Neoliberal governmentalities employ the enterprise—a business or company—as their model of the state. The enterprise does not represent the “super-market society,” nor a “society subject to the commodity-effect, but a society subject to the dynamic of competition” (Foucault, 2008: 147). In this form, society, “all the way down,” reflect “basic units of the enterprise” (Foucault, 2008: 148). The enterprise, “by diffusing and multiplying … as much as possible” crowds out different social forms and degrades communal reliance on large institutional or state-scale organization and becomes the “formative power of society” (Foucault, 2008: 148). Enterprises compete with each other. The state will also come to be judged as an enterprise, evaluated by economic conduct and its ability to aid in the proliferation of enterprises. As Dardot and Laval write, the state then acts as “an enterprise in the service of enterprises” (2013: 228, emphasis in the original), “governed by rules of competition and subject to efficiency constraints similar to those experienced by private enterprises” (216). The state appears in a new form, running like a business, and valorizing specific types of economic and social relations. The very nickname, “start-up nation,” perhaps invites an analysis of Israel as an enterprise, one that is in competition with other countries and is presented as a model of business exceptionalism.

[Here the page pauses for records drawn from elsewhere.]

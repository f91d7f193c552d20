//! Integration tests for the cache-backed row-count estimator

mod common;

use common::sample_csv;
use csv_pager::cache::{total_key, CacheProvider};
use csv_pager::{MemoryProvider, PagerMetrics, RemoteFetcher, RowCountEstimator};
use std::time::Duration;
use wiremock::matchers::{method, path};
use wiremock::{Mock, MockServer, ResponseTemplate};

fn estimator() -> RowCountEstimator {
    RowCountEstimator::new(3600, PagerMetrics::new().unwrap())
}

fn fetcher() -> RemoteFetcher {
    RemoteFetcher::new(Duration::from_millis(5000)).unwrap()
}

#[tokio::test]
async fn counts_rows_and_memoizes_per_url() {
    let server = MockServer::start().await;
    Mock::given(method("GET"))
        .and(path("/data.csv"))
        .respond_with(ResponseTemplate::new(200).set_body_string(sample_csv(17)))
        .mount(&server)
        .await;

    let provider = MemoryProvider::new();
    let mut store = provider.acquire().await.unwrap();
    let url = format!("{}/data.csv", server.uri());
    let estimator = estimator();
    let fetcher = fetcher();

    let total = estimator
        .estimate(&fetcher, store.as_mut(), &url)
        .await
        .unwrap();
    assert_eq!(total, 17);
    assert_eq!(server.received_requests().await.unwrap().len(), 1);

    // Second estimate within the TTL reads the cache, not the origin
    let again = estimator
        .estimate(&fetcher, store.as_mut(), &url)
        .await
        .unwrap();
    assert_eq!(again, 17);
    assert_eq!(server.received_requests().await.unwrap().len(), 1);
}

#[tokio::test]
async fn trailing_newline_inflates_the_estimate() {
    let server = MockServer::start().await;
    let mut body = sample_csv(4);
    body.push('\n');
    Mock::given(method("GET"))
        .and(path("/data.csv"))
        .respond_with(ResponseTemplate::new(200).set_body_string(body))
        .mount(&server)
        .await;

    let provider = MemoryProvider::new();
    let mut store = provider.acquire().await.unwrap();
    let url = format!("{}/data.csv", server.uri());

    // The estimate is line-based and documented as approximate
    let total = estimator()
        .estimate(&fetcher(), store.as_mut(), &url)
        .await
        .unwrap();
    assert_eq!(total, 5);
}

#[tokio::test]
async fn corrupt_cache_entry_triggers_recompute() {
    let server = MockServer::start().await;
    Mock::given(method("GET"))
        .and(path("/data.csv"))
        .respond_with(ResponseTemplate::new(200).set_body_string(sample_csv(9)))
        .mount(&server)
        .await;

    let provider = MemoryProvider::new();
    let mut store = provider.acquire().await.unwrap();
    let url = format!("{}/data.csv", server.uri());
    store
        .set(&total_key(&url), "not-a-number", 3600)
        .await
        .unwrap();

    let total = estimator()
        .estimate(&fetcher(), store.as_mut(), &url)
        .await
        .unwrap();
    assert_eq!(total, 9);
    assert_eq!(server.received_requests().await.unwrap().len(), 1);
}

#[tokio::test]
async fn fetch_failure_propagates() {
    let server = MockServer::start().await;
    Mock::given(method("GET"))
        .and(path("/data.csv"))
        .respond_with(ResponseTemplate::new(404))
        .mount(&server)
        .await;

    let provider = MemoryProvider::new();
    let mut store = provider.acquire().await.unwrap();
    let url = format!("{}/data.csv", server.uri());

    let result = estimator().estimate(&fetcher(), store.as_mut(), &url).await;
    assert!(result.is_err());
    // Nothing was cached for the failed fetch
    assert!(provider.is_empty());
}
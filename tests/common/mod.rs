//! Shared helpers for integration tests
#![allow(dead_code)]

use async_trait::async_trait;
use csv_pager::cache::{CacheProvider, CacheStore};
use csv_pager::{
    MemoryProvider, PagerConfig, PagerError, PagerMetrics, PagerService, RawPageRequest, Result,
};
use std::sync::Arc;

/// Build a service over a fresh in-memory cache
pub fn service_with_memory_cache() -> (PagerService, MemoryProvider) {
    let provider = MemoryProvider::new();
    let service = service_with_cache(Arc::new(provider.clone()));
    (service, provider)
}

/// Build a service over an arbitrary cache provider
pub fn service_with_cache(provider: Arc<dyn CacheProvider>) -> PagerService {
    PagerService::new(
        Arc::new(PagerConfig::default()),
        provider,
        PagerMetrics::new().unwrap(),
    )
    .unwrap()
}

/// Store whose reads and writes always fail
pub struct BrokenStore;

#[async_trait]
impl CacheStore for BrokenStore {
    async fn get(&mut self, _key: &str) -> Result<Option<String>> {
        Err(PagerError::Cache("store unreachable".to_string()))
    }

    async fn set(&mut self, _key: &str, _value: &str, _ttl_secs: u64) -> Result<()> {
        Err(PagerError::Cache("store unreachable".to_string()))
    }
}

/// Provider handing out [`BrokenStore`] handles
pub struct BrokenStoreProvider;

#[async_trait]
impl CacheProvider for BrokenStoreProvider {
    async fn acquire(&self) -> Result<Box<dyn CacheStore>> {
        Ok(Box::new(BrokenStore))
    }
}

/// Provider that cannot hand out store handles at all
pub struct UnavailableProvider;

#[async_trait]
impl CacheProvider for UnavailableProvider {
    async fn acquire(&self) -> Result<Box<dyn CacheStore>> {
        Err(PagerError::Cache("connect refused".to_string()))
    }
}

/// Build raw request fields for a URL with optional overrides
pub fn raw_request(url: &str, page: Option<&str>, limit: Option<&str>, filter: Option<&str>) -> RawPageRequest {
    RawPageRequest {
        url: Some(url.to_string()),
        page: page.map(str::to_string),
        limit: limit.map(str::to_string),
        filter: filter.map(str::to_string),
    }
}

/// A CSV body carrying all mandatory headers plus one extra column
///
/// Row values embed the row number; every odd row's Country is
/// "United Kingdom" and every even row's is "France". No trailing newline,
/// so the estimated row total equals `rows` exactly.
pub fn sample_csv(rows: usize) -> String {
    let mut body = String::from(
        "InvoiceNo,StockCode,Description,Quantity,InvoiceDate,UnitPrice,CustomerID,Country,Extra",
    );
    for i in 1..=rows {
        let country = if i % 2 == 1 { "United Kingdom" } else { "France" };
        body.push_str(&format!(
            "\n{i},S{i},ITEM {i},{i},2010-12-01,1.{i},C{i},{country},x"
        ));
    }
    body
}
//! Configuration validation with range checks.

use crate::error::ConfigError;

use super::Config;

const THUMBNAIL_FORMATS: &[&str] = &["jpeg", "png", "webp"];
const MIMETYPES: &[&str] = &["image/jpeg", "image/png", "image/gif", "image/webp"];

impl Config {
    /// Validate configuration values are within acceptable ranges.
    pub(crate) fn validate(&self) -> Result<(), ConfigError> {
        if self.processing.parallel_workers == 0 {
            return Err(ConfigError::ValidationError(
                "processing.parallel_workers must be > 0".into(),
            ));
        }
        if self.processing.supported_mimetypes.is_empty() {
            return Err(ConfigError::ValidationError(
                "processing.supported_mimetypes must not be empty".into(),
            ));
        }
        if let Some(unknown) = self
            .processing
            .supported_mimetypes
            .iter()
            .find(|m| !MIMETYPES.contains(&m.as_str()))
        {
            return Err(ConfigError::ValidationError(format!(
                "processing.supported_mimetypes: unsupported mimetype '{unknown}'"
            )));
        }
        if self.limits.max_file_size_mb == 0 {
            return Err(ConfigError::ValidationError(
                "limits.max_file_size_mb must be > 0".into(),
            ));
        }
        if self.limits.min_image_dimension == 0
            || self.limits.min_image_dimension > self.limits.max_image_dimension
        {
            return Err(ConfigError::ValidationError(
                "limits.min_image_dimension must be > 0 and <= limits.max_image_dimension".into(),
            ));
        }
        if self.features.palette_size == 0 {
            return Err(ConfigError::ValidationError(
                "features.palette_size must be > 0".into(),
            ));
        }
        if self.features.grid_size == 0 || self.features.grid_size > 64 {
            return Err(ConfigError::ValidationError(
                "features.grid_size must be between 1 and 64".into(),
            ));
        }
        if self.thumbnail.width == 0 || self.thumbnail.height == 0 {
            return Err(ConfigError::ValidationError(
                "thumbnail.width and thumbnail.height must be > 0".into(),
            ));
        }
        if !THUMBNAIL_FORMATS.contains(&self.thumbnail.format.as_str()) {
            return Err(ConfigError::ValidationError(format!(
                "thumbnail.format must be one of {THUMBNAIL_FORMATS:?}"
            )));
        }
        if self.thumbnail.quality == 0 || self.thumbnail.quality > 100 {
            return Err(ConfigError::ValidationError(
                "thumbnail.quality must be between 1 and 100".into(),
            ));
        }
        if self.search.page_sizes.is_empty() || self.search.page_sizes.contains(&0) {
            return Err(ConfigError::ValidationError(
                "search.page_sizes must be non-empty and positive".into(),
            ));
        }
        if !self
            .search
            .page_sizes
            .contains(&self.search.default_page_size)
        {
            return Err(ConfigError::ValidationError(
                "search.default_page_size must be one of search.page_sizes".into(),
            ));
        }
        if self.search.recent_window_days == 0 {
            return Err(ConfigError::ValidationError(
                "search.recent_window_days must be > 0".into(),
            ));
        }
        Ok(())
    }
}
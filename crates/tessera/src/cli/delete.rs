//! The `tessera delete` command.

use clap::Args;
use tessera_core::{Config, EntryId};

/// Arguments for the `delete` command.
#[derive(Args, Debug)]
pub struct DeleteArgs {
    pub id: i64,
}

/// Execute the delete command, printing the removed entry.
pub async fn execute(config: Config, args: DeleteArgs) -> anyhow::Result<()> {
    let tessera = super::open_catalog(config)?;
    let entry = tessera.delete(EntryId(args.id))?;
    super::print_json(&entry)
}
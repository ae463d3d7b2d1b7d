//! The `tessera similar` command.

use clap::Args;
use tessera_core::{Config, EntryId};

/// Arguments for the `similar` command.
#[derive(Args, Debug)]
pub struct SimilarArgs {
    /// Reference entry id
    pub id: i64,

    /// 1-based page number
    #[arg(long, default_value_t = 1)]
    pub page: u32,

    /// Entries per page; must be one of `[search] page_sizes`
    #[arg(long)]
    pub per_page: Option<u32>,
}

/// Execute the similar command.
pub async fn execute(config: Config, args: SimilarArgs) -> anyhow::Result<()> {
    let page_size = args.per_page.unwrap_or(config.search.default_page_size);
    let tessera = super::open_catalog(config)?;
    let page = tessera.find_similar(EntryId(args.id), args.page, page_size)?;
    if page.has_more() {
        tracing::debug!("More similar entries on page {}", args.page + 1);
    }
    super::print_json(&page)
}
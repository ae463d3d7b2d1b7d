//! Tessera CLI - image catalog with duplicate rejection, similarity and
//! faceted search.
//!
//! # Usage
//!
//! ```bash
//! # Ingest images
//! tessera ingest sunset.png beach.jpg --tag sunset --purity sfw
//!
//! # Search by tag text, newest first
//! tessera search --query sunset --per-page 24
//!
//! # Entries that look like entry 42
//! tessera similar 42
//!
//! # View configuration
//! tessera config show
//! ```

use std::path::PathBuf;

use clap::{Parser, Subcommand};

mod cli;
mod logging;

/// Tessera - image catalog with duplicate rejection, similarity and faceted search.
#[derive(Parser, Debug)]
#[command(name = "tessera")]
#[command(author, version, about, long_about = None)]
#[command(propagate_version = true)]
struct Cli {
    /// Enable verbose (debug) logging
    #[arg(short, long, global = true)]
    verbose: bool,

    /// Output logs in JSON format
    #[arg(long, global = true)]
    json_logs: bool,

    /// Config file to use instead of the default location
    #[arg(long, global = true, env = "TESSERA_CONFIG")]
    config: Option<PathBuf>,

    #[command(subcommand)]
    command: Commands,
}

/// Available commands.
#[derive(Subcommand, Debug)]
enum Commands {
    /// Add images to the catalog
    Ingest(cli::ingest::IngestArgs),

    /// Faceted search over the catalog
    Search(cli::search::SearchArgs),

    /// Entries visually similar to a given entry
    Similar(cli::similar::SimilarArgs),

    /// Print one entry
    Show(cli::show::ShowArgs),

    /// Delete an entry and its files
    Delete(cli::delete::DeleteArgs),

    /// Add or remove a user's favorite
    Favorite(cli::favorite::FavoriteArgs),

    /// Attach or detach tags
    Tag(cli::tag::TagArgs),

    /// Catalog maintenance (feature recomputation, temp sweeps)
    Maintenance(cli::maintenance::MaintenanceArgs),

    /// View and manage configuration
    Config(cli::config::ConfigArgs),
}

#[tokio::main]
async fn main() -> anyhow::Result<()> {
    let cli = Cli::parse();

    // Logging isn't initialized yet, so use eprintln for config warnings.
    let config = match cli::load_config(cli.config.as_deref()) {
        Ok(config) => config,
        Err(e) => {
            eprintln!(
                "Warning: Failed to load config: {e}\n  \
                 Using default configuration. Check your config file with `tessera config path`."
            );
            tessera_core::Config::default()
        }
    };
    logging::init_from_config(&config, cli.verbose, cli.json_logs);

    tracing::debug!("Tessera v{}", tessera_core::VERSION);

    match cli.command {
        Commands::Ingest(args) => cli::ingest::execute(config, args).await,
        Commands::Search(args) => cli::search::execute(config, args).await,
        Commands::Similar(args) => cli::similar::execute(config, args).await,
        Commands::Show(args) => cli::show::execute(config, args).await,
        Commands::Delete(args) => cli::delete::execute(config, args).await,
        Commands::Favorite(args) => cli::favorite::execute(config, args).await,
        Commands::Tag(args) => cli::tag::execute(config, args).await,
        Commands::Maintenance(args) => cli::maintenance::execute(config, args).await,
        Commands::Config(args) => cli::config::execute(config, cli.config, args).await,
    }
}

An entrepreneur—another term that is liberally applied in popular discourses—is someone who takes on risk to start new businesses and find new opportunities. An entrepreneur is a dynamic subject in motion, marked by their creative ability to adapt and innovate. Schumpeterian ideas of the entrepreneur (Joseph Schumpeter, Austrian political-economist) often focus on the individual as a “creator and disruptor” who helps upend the existing economic trends and assumptions, an image that is popular in tech fields (Goldstein, 2018: 38). Neoclassical ideas also see the entrepreneur as a “heroic example of economic man, or homo economicus, the rational economic actor who populates [neoclassical economists’] theoretical universe” (Goldstein, 2018: 38).
The neoliberal entrepreneurial subject is also homo economicus (Dardot and Laval, 2013: 259–263; Read, 2009: 31). This entrepreneur is self-possessed, impulsively seeking to accumulate human capital – a term that Foucault draws from American neoliberal, Gary Becker (Read, 2009). Neoliberal governmentality generalizes the enterprise into the entire social body. In neoliberal society, as Dardot and Laval write, there is a “homogenization of the discourse of man around the figure of the enterprise” where neoliberalism “[abolishes] any sense of alienation and even any distance between individuals and the enterprises employing them” (2013: 260). The individual is now an accumulator of their own capital. This sleight of hand abolishes the difference between worker and capitalist; the entrepreneurial subject now values their own exploitation as conducive to good economic and social conduct (Cockayne, 2016; Read, 2009). Entrepreneurial subjects then reproduce this relationship by celebrating their own precarity (Cockayne, 2016) and normalize competition as a general social form (Dardot and Laval, 2013; Foucault, 2008). In all, this valorization of the enterprise form and the entrepreneurial subject represents the novelty of “neoliberal rationality,” that is “the congruence it endeavors to achieve between a responsible moral individual and an economic-rational individual” (Lemke, 2002: 59).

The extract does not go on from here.